* **What is expected**
Your answer must consist solely of the lines from the start of the entries below through the line with "pub const TEXT_SUBTITLE_CODECS: &[&str]", unchanged.

* **Data for processing**
//! Media probe: source analysis through the external probe tool.
//!
//! Each sub-query runs ffprobe with a read-only, quiet configuration. A
//! failed sub-query is contained to an absent field on [`VideoInfo`] and
//! logged at WARN; whether an absent field aborts the job is the encoder
//! driver's decision.

use crate::process::{self, ProcessError, PROBE_TIMEOUT};
use std::path::{Path, PathBuf};
use thiserror::Error;
use tracing::warn;

/// Subtitle codecs that survive stream copy into the output container.
pub const TEXT_SUBTITLE_CODECS: &[&str] =
    &["subrip", "ass", "ssa", "webvtt", "srt", "mov_text", "text"];

/// Side-data type ffprobe reports for a Dolby-Vision configuration record.
const DOVI_SIDE_DATA: &str = "DOVI configuration record";

/// Error type for probe operations.
#[derive(Debug, Error)]
pub enum ProbeError {
    /// ffprobe invocation failed.
    #[error("ffprobe failed: {0}")]
    Process(#[from] ProcessError),

    /// ffprobe ran but its output did not parse.
    #[error("Failed to parse ffprobe output: {0}")]
    Parse(String),
}

/// A chapter record; end times may be absent in the source.
#[derive(Debug, Clone, PartialEq)]
pub struct Chapter {
    pub start_s: f64,
    pub end_s: Option<f64>,
}

/// A crop rectangle in pixels.
#[derive(Debug, Clone, Copy, PartialEq, Eq)]
pub struct CropRect {
    pub w: u32,
    pub h: u32,
    pub x: u32,
    pub y: u32,
}

impl CropRect {
    /// Filter-string form, `w:h:x:y`.
    pub fn to_filter(self) -> String {
        format!("{}:{}:{}:{}", self.w, self.h, self.x, self.y)
    }

    /// Smallest rectangle containing both operands.
    pub fn union(self, other: CropRect) -> CropRect {
        let x = self.x.min(other.x);
        let y = self.y.min(other.y);
        let right = (self.x + self.w).max(other.x + other.w);
        let bottom = (self.y + self.h).max(other.y + other.h);
        CropRect {
            w: right - x,
            h: bottom - y,
            x,
            y,
        }
    }

    /// True when `other` lies entirely within this rectangle.
    pub fn contains(self, other: CropRect) -> bool {
        self.x <= other.x
            && self.y <= other.y
            && self.x + self.w >= other.x + other.w
            && self.y + self.h >= other.y + other.h
    }
}

/// Per-input analysis result.
#[derive(Debug, Clone, PartialEq)]
pub struct VideoInfo {
    pub path: PathBuf,
    pub duration_s: Option<f64>,
    pub frame_rate_fps: Option<f64>,
    pub has_hdr_dv: bool,
    pub chapters: Vec<Chapter>,
    pub text_subtitle_indices: Vec<u32>,
    /// Filled after crop detection.
    pub crop: Option<CropRect>,
}

/// Raw ffprobe JSON structures for parsing.
mod ffprobe_json {
    use serde::Deserialize;

    #[derive(Debug, Deserialize)]
    pub struct StreamsOutput {
        pub streams: Option<Vec<Stream>>,
    }

    #[derive(Debug, Deserialize)]
    pub struct Stream {
        pub codec_name: Option<String>,
        pub side_data_list: Option<Vec<SideData>>,
    }

    #[derive(Debug, Deserialize)]
    pub struct SideData {
        pub side_data_type: Option<String>,
    }

    #[derive(Debug, Deserialize)]
    pub struct ChaptersOutput {
        pub chapters: Option<Vec<ChapterRecord>>,
    }

    #[derive(Debug, Deserialize)]
    pub struct ChapterRecord {
        pub start_time: Option<String>,
        pub end_time: Option<String>,
    }
}

/// Probe-tool front end bound to a configured ffprobe binary.
#[derive(Debug, Clone)]
pub struct MediaProbe {
    ffprobe_path: String,
}

impl MediaProbe {
    pub fn new(ffprobe_path: &str) -> Self {
        Self {
            ffprobe_path: ffprobe_path.to_string(),
        }
    }

    fn query_args(&self, path: &Path, extra: &[&str]) -> Vec<String> {
        let mut argv = vec![self.ffprobe_path.clone()];
        argv.extend(["-v", "error"].iter().map(|s| s.to_string()));
        argv.extend(extra.iter().map(|s| s.to_string()));
        argv.push(path.to_string_lossy().into_owned());
        argv
    }

    /// Container duration in seconds. Must be positive to be usable.
    pub async fn duration(&self, path: &Path) -> Result<f64, ProbeError> {
        let argv = self.query_args(
            path,
            &[
                "-show_entries",
                "format=duration",
                "-of",
                "default=noprint_wrappers=1:nokey=1",
            ],
        );
        let out = process::run(&argv, Some(PROBE_TIMEOUT)).await?;
        parse_duration(&out.stdout_str())
    }

    /// Frame rate of the primary video stream; `N/D` or bare decimal.
    pub async fn frame_rate(&self, path: &Path) -> Result<f64, ProbeError> {
        let argv = self.query_args(
            path,
            &[
                "-select_streams",
                "v:0",
                "-show_entries",
                "stream=r_frame_rate",
                "-of",
                "default=noprint_wrappers=1:nokey=1",
            ],
        );
        let out = process::run(&argv, Some(PROBE_TIMEOUT)).await?;
        parse_frame_rate(&out.stdout_str())
    }

    /// True iff the primary video stream carries a Dolby-Vision
    /// configuration record in its side data.
    pub async fn has_dolby_vision(&self, path: &Path) -> Result<bool, ProbeError> {
        let argv = self.query_args(
            path,
            &["-select_streams", "v:0", "-print_format", "json", "-show_streams"],
        );
        let out = process::run(&argv, Some(PROBE_TIMEOUT)).await?;
        parse_dolby_vision(&out.stdout_str())
    }

    /// Chapter list; tolerates absent end times.
    pub async fn chapters(&self, path: &Path) -> Result<Vec<Chapter>, ProbeError> {
        let argv = self.query_args(path, &["-print_format", "json", "-show_chapters"]);
        let out = process::run(&argv, Some(PROBE_TIMEOUT)).await?;
        parse_chapters(&out.stdout_str())
    }

    /// Stream indices of text-based subtitle streams, in stream order.
    pub async fn text_subtitle_indices(&self, path: &Path) -> Result<Vec<u32>, ProbeError> {
        let argv = self.query_args(
            path,
            &["-select_streams", "s", "-print_format", "json", "-show_streams"],
        );
        let out = process::run(&argv, Some(PROBE_TIMEOUT)).await?;
        parse_text_subtitle_indices(&out.stdout_str())
    }

    /// Run all sub-queries concurrently and assemble a [`VideoInfo`].
    ///
    /// Sub-query failures are contained: the corresponding field stays
    /// absent/empty and the failure is logged at WARN.
    pub async fn analyze(&self, path: &Path) -> VideoInfo {
        let (duration, frame_rate, dovi, chapters, subs) = tokio::join!(
            self.duration(path),
            self.frame_rate(path),
            self.has_dolby_vision(path),
            self.chapters(path),
            self.text_subtitle_indices(path),
        );

        VideoInfo {
            path: path.to_path_buf(),
            duration_s: contain(duration, path, "duration"),
            frame_rate_fps: contain(frame_rate, path, "frame rate"),
            has_hdr_dv: contain(dovi, path, "Dolby-Vision side data").unwrap_or(false),
            chapters: contain(chapters, path, "chapters").unwrap_or_default(),
            text_subtitle_indices: contain(subs, path, "subtitle streams").unwrap_or_default(),
            crop: None,
        }
    }
}

fn contain<T>(result: Result<T, ProbeError>, path: &Path, what: &str) -> Option<T> {
    match result {
        Ok(v) => Some(v),
        Err(e) => {
            warn!(input = %path.display(), "probe sub-query for {what} failed: {e}");
            None
        }
    }
}

/// Parse the duration sub-query output.
pub fn parse_duration(raw: &str) -> Result<f64, ProbeError> {
    let value: f64 = raw
        .trim()
        .parse()
        .map_err(|_| ProbeError::Parse(format!("bad duration '{}'", raw.trim())))?;
    if !value.is_finite() || value <= 0.0 {
        return Err(ProbeError::Parse(format!(
            "non-positive duration '{}'",
            raw.trim()
        )));
    }
    Ok(value)
}

/// Parse a frame rate in `N/D` or bare-decimal form.
pub fn parse_frame_rate(raw: &str) -> Result<f64, ProbeError> {
    let raw = raw.trim();
    let bad = || ProbeError::Parse(format!("bad frame rate '{raw}'"));

    let value = match raw.split_once('/') {
        Some((num, den)) => {
            let num: f64 = num.trim().parse().map_err(|_| bad())?;
            let den: f64 = den.trim().parse().map_err(|_| bad())?;
            if den == 0.0 {
                return Err(bad());
            }
            num / den
        }
        None => raw.parse().map_err(|_| bad())?,
    };
    if !value.is_finite() || value <= 0.0 {
        return Err(bad());
    }
    Ok(value)
}

/// Parse the primary-video-stream JSON for a DOVI side-data record.
pub fn parse_dolby_vision(json: &str) -> Result<bool, ProbeError> {
    let parsed: ffprobe_json::StreamsOutput =
        serde_json::from_str(json).map_err(|e| ProbeError::Parse(e.to_string()))?;

    let found = parsed
        .streams
        .unwrap_or_default()
        .iter()
        .flat_map(|s| s.side_data_list.iter().flatten())
        .any(|sd| sd.side_data_type.as_deref() == Some(DOVI_SIDE_DATA));
    Ok(found)
}

/// Parse the chapters JSON, skipping records without a start time.
pub fn parse_chapters(json: &str) -> Result<Vec<Chapter>, ProbeError> {
    let parsed: ffprobe_json::ChaptersOutput =
        serde_json::from_str(json).map_err(|e| ProbeError::Parse(e.to_string()))?;

    let chapters = parsed
        .chapters
        .unwrap_or_default()
        .iter()
        .filter_map(|c| {
            let start_s = c.start_time.as_deref()?.trim().parse().ok()?;
            let end_s = c
                .end_time
                .as_deref()
                .and_then(|t| t.trim().parse::<f64>().ok());
            Some(Chapter { start_s, end_s })
        })
        .collect();
    Ok(chapters)
}

/// Parse the subtitle-streams JSON down to text-codec stream indices.
///
/// Indices are positions within the subtitle-stream inventory (the order
/// the probe lists them), which is the numbering the encoder's `0:s:<i>`
/// stream mapping uses.
pub fn parse_text_subtitle_indices(json: &str) -> Result<Vec<u32>, ProbeError> {
    let parsed: ffprobe_json::StreamsOutput =
        serde_json::from_str(json).map_err(|e| ProbeError::Parse(e.to_string()))?;

    let indices = parsed
        .streams
        .unwrap_or_default()
        .iter()
        .enumerate()
        .filter(|(_, s)| {
            s.codec_name
                .as_deref()
                .map(|c| TEXT_SUBTITLE_CODECS.contains(&c))
                .unwrap_or(false)
        })
        .map(|(position, _)| position as u32)
        .collect();
    Ok(indices)
}

#[cfg(test)]
mod tests {
    use super::*;
    use proptest::prelude::*;

    #[test]
    fn test_parse_duration() {
        assert!((parse_duration("1500.023000\n").unwrap() - 1500.023).abs() < 1e-9);
        assert!(parse_duration("0").is_err());
        assert!(parse_duration("-2.5").is_err());
        assert!(parse_duration("N/A").is_err());
        assert!(parse_duration("").is_err());
    }

    #[test]
    fn test_parse_frame_rate_fractional() {
        let fps = parse_frame_rate("24000/1001\n").unwrap();
        assert!((fps - 23.976).abs() < 0.001);
    }

    #[test]
    fn test_parse_frame_rate_decimal_and_errors() {
        assert_eq!(parse_frame_rate("25").unwrap(), 25.0);
        assert_eq!(parse_frame_rate("29.97").unwrap(), 29.97);
        assert!(parse_frame_rate("0/0").is_err());
        assert!(parse_frame_rate("24/0").is_err());
        assert!(parse_frame_rate("abc").is_err());
    }

    #[test]
    fn test_parse_dolby_vision_present() {
        let json = r#"{
            "streams": [{
                "index": 0,
                "codec_name": "hevc",
                "side_data_list": [
                    {"side_data_type": "Content light level metadata"},
                    {"side_data_type": "DOVI configuration record"}
                ]
            }]
        }"#;
        assert!(parse_dolby_vision(json).unwrap());
    }

    #[test]
    fn test_parse_dolby_vision_absent() {
        let json = r#"{"streams": [{"index": 0, "codec_name": "hevc"}]}"#;
        assert!(!parse_dolby_vision(json).unwrap());
        assert!(!parse_dolby_vision(r#"{"streams": []}"#).unwrap());
        assert!(!parse_dolby_vision("{}").unwrap());
    }

    #[test]
    fn test_parse_chapters_tolerates_missing_end() {
        let json = r#"{
            "chapters": [
                {"start_time": "0.000000", "end_time": "60.000000"},
                {"start_time": "60.000000"},
                {"end_time": "90.000000"}
            ]
        }"#;
        let chapters = parse_chapters(json).unwrap();
        assert_eq!(
            chapters,
            vec![
                Chapter { start_s: 0.0, end_s: Some(60.0) },
                Chapter { start_s: 60.0, end_s: None },
            ]
        );
    }

    #[test]
    fn test_parse_chapters_empty() {
        assert!(parse_chapters("{}").unwrap().is_empty());
        assert!(parse_chapters(r#"{"chapters": []}"#).unwrap().is_empty());
    }

    #[test]
    fn test_parse_text_subtitle_indices_filters_codecs() {
        // Absolute stream indices 2..6; positions within the subtitle
        // inventory are what the stream mapper needs.
        let json = r#"{
            "streams": [
                {"index": 2, "codec_name": "subrip"},
                {"index": 3, "codec_name": "hdmv_pgs_subtitle"},
                {"index": 4, "codec_name": "ass"},
                {"index": 5, "codec_name": "dvd_subtitle"},
                {"index": 6, "codec_name": "mov_text"}
            ]
        }"#;
        assert_eq!(parse_text_subtitle_indices(json).unwrap(), vec![0, 2, 4]);
    }

    #[test]
    fn test_crop_rect_union() {
        let a = CropRect { w: 1920, h: 800, x: 0, y: 140 };
        let b = CropRect { w: 1920, h: 808, x: 0, y: 136 };
        let c = CropRect { w: 1916, h: 800, x: 2, y: 140 };
        let union = a.union(b).union(c);
        assert_eq!(union, CropRect { w: 1920, h: 812, x: 0, y: 136 });
    }

    #[tokio::test]
    async fn test_analyze_contains_all_failures() {
        // A missing binary fails every sub-query; analysis still returns,
        // with all fields absent.
        let probe = MediaProbe::new("/nonexistent/ffprobe-xyz");
        let info = probe.analyze(Path::new("/tmp/nothing.mkv")).await;

        assert_eq!(info.duration_s, None);
        assert_eq!(info.frame_rate_fps, None);
        assert!(!info.has_hdr_dv);
        assert!(info.chapters.is_empty());
        assert!(info.text_subtitle_indices.is_empty());
        assert!(info.crop.is_none());
    }

    proptest! {
        // The union of any two rectangles contains both.
        #[test]
        fn prop_union_contains_operands(
            (w1, h1, x1, y1) in (1u32..4000, 1u32..4000, 0u32..500, 0u32..500),
            (w2, h2, x2, y2) in (1u32..4000, 1u32..4000, 0u32..500, 0u32..500),
        ) {
            let a = CropRect { w: w1, h: h1, x: x1, y: y1 };
            let b = CropRect { w: w2, h: h2, x: x2, y: y2 };
            let u = a.union(b);
            prop_assert!(u.contains(a));
            prop_assert!(u.contains(b));
        }
    }
}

* **Result for this exercise**
//! Media probe: source analysis through the external probe tool.
//!
//! Each sub-query runs ffprobe with a read-only, quiet configuration. A
//! failed sub-query is contained to an absent field on [`VideoInfo`] and
//! logged at WARN; whether an absent field aborts the job is the encoder
//! driver's decision.

use crate::process::{self, ProcessError, PROBE_TIMEOUT};
use std::path::{Path, PathBuf};
use thiserror::Error;
use tracing::warn;

/// Subtitle codecs that survive stream copy into the output container.
pub const TEXT_SUBTITLE_CODECS: &[&str] =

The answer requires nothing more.